-- Task requirements --
Go through the entries below from the first line and transcribe each one exactly, ending with the line that contains "#[derive(Debug, Clone, PartialEq, Serialize, Deserialize)]".

-- Records for processing --
■ ■ ■ ■ ■

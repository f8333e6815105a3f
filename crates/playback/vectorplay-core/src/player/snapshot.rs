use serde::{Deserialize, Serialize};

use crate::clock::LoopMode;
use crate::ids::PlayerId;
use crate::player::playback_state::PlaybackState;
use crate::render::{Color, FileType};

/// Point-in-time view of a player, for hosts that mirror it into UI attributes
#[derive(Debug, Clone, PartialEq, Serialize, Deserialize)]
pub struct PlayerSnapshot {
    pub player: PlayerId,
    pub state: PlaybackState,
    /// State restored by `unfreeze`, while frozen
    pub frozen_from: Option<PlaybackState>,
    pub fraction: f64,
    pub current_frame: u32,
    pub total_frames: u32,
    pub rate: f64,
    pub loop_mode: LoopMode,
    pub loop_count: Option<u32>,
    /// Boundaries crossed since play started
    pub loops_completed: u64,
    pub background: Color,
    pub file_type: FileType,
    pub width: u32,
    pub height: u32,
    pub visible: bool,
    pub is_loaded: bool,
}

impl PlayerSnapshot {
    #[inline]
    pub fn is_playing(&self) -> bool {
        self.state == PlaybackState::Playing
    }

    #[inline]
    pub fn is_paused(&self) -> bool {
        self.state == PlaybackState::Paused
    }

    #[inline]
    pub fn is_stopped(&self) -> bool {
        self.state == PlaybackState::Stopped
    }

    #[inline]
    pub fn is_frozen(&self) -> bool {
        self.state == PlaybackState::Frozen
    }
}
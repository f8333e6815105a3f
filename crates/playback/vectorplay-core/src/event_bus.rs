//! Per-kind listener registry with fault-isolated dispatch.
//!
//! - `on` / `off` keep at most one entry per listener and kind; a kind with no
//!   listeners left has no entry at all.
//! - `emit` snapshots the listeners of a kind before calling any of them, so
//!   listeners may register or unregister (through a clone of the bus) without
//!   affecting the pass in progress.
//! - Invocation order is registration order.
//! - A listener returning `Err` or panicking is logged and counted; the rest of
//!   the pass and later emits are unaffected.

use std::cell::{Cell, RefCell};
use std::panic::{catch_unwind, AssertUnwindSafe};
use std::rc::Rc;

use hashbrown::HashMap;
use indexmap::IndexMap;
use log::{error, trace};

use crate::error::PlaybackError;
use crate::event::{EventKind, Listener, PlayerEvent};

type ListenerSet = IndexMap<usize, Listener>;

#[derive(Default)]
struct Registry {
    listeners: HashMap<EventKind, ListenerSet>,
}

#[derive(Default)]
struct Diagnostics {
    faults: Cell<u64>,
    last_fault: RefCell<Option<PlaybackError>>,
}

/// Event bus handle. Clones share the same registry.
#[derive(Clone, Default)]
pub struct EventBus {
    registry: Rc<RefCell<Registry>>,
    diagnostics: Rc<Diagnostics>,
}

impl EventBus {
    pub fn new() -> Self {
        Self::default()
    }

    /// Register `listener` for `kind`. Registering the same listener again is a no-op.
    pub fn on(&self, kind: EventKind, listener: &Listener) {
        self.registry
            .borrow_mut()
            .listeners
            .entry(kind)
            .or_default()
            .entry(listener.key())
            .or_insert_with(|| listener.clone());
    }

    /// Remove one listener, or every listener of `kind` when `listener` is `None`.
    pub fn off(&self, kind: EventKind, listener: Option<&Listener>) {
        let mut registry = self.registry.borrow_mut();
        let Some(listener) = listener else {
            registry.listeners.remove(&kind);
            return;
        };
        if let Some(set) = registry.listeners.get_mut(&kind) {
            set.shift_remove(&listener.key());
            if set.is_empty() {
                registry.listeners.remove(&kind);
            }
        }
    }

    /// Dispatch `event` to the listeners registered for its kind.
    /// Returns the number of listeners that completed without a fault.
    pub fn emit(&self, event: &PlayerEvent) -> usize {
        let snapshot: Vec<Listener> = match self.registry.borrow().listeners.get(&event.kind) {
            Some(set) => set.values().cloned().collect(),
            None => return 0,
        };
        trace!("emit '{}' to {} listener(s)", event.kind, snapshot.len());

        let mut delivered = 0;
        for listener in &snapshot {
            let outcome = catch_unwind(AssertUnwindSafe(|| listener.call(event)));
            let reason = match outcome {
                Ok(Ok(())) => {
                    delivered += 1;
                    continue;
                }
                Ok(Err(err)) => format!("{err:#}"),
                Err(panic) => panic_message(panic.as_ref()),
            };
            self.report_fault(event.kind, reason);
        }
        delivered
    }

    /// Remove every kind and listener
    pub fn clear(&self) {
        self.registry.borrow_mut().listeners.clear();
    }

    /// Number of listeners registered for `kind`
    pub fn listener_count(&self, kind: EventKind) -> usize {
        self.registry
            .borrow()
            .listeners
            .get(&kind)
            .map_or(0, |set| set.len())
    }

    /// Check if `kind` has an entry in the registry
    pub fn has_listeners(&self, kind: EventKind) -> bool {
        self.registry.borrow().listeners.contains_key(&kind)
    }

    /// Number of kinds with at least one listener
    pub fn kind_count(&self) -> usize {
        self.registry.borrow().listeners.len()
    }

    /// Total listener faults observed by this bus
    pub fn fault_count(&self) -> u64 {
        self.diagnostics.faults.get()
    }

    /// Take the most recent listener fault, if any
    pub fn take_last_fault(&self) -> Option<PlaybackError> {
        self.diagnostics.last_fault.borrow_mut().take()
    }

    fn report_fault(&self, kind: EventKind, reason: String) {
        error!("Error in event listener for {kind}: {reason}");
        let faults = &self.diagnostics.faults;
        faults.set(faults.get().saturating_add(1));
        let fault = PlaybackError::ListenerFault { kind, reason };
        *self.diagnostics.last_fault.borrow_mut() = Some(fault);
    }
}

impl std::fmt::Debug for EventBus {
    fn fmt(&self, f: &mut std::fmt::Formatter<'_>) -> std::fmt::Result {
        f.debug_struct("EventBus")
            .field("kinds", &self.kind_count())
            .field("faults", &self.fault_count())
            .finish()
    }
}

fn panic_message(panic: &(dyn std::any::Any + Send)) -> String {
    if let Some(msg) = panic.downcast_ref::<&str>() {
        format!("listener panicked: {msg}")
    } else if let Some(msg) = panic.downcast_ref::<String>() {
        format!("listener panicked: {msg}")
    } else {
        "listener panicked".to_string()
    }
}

■ ■ ■ ■ ■

-- Exercise solution --
repository f8333e6815105a3f
filename crates/playback/vectorplay-core/src/player/snapshot.rs
use serde::{Deserialize, Serialize};

use crate::clock::LoopMode;
use crate::ids::PlayerId;
use crate::player::playback_state::PlaybackState;
use crate::render::{Color, FileType};

/// Point-in-time view of a player, for hosts that mirror it into UI attributes
#[derive(Debug, Clone, PartialEq, Serialize, Deserialize)]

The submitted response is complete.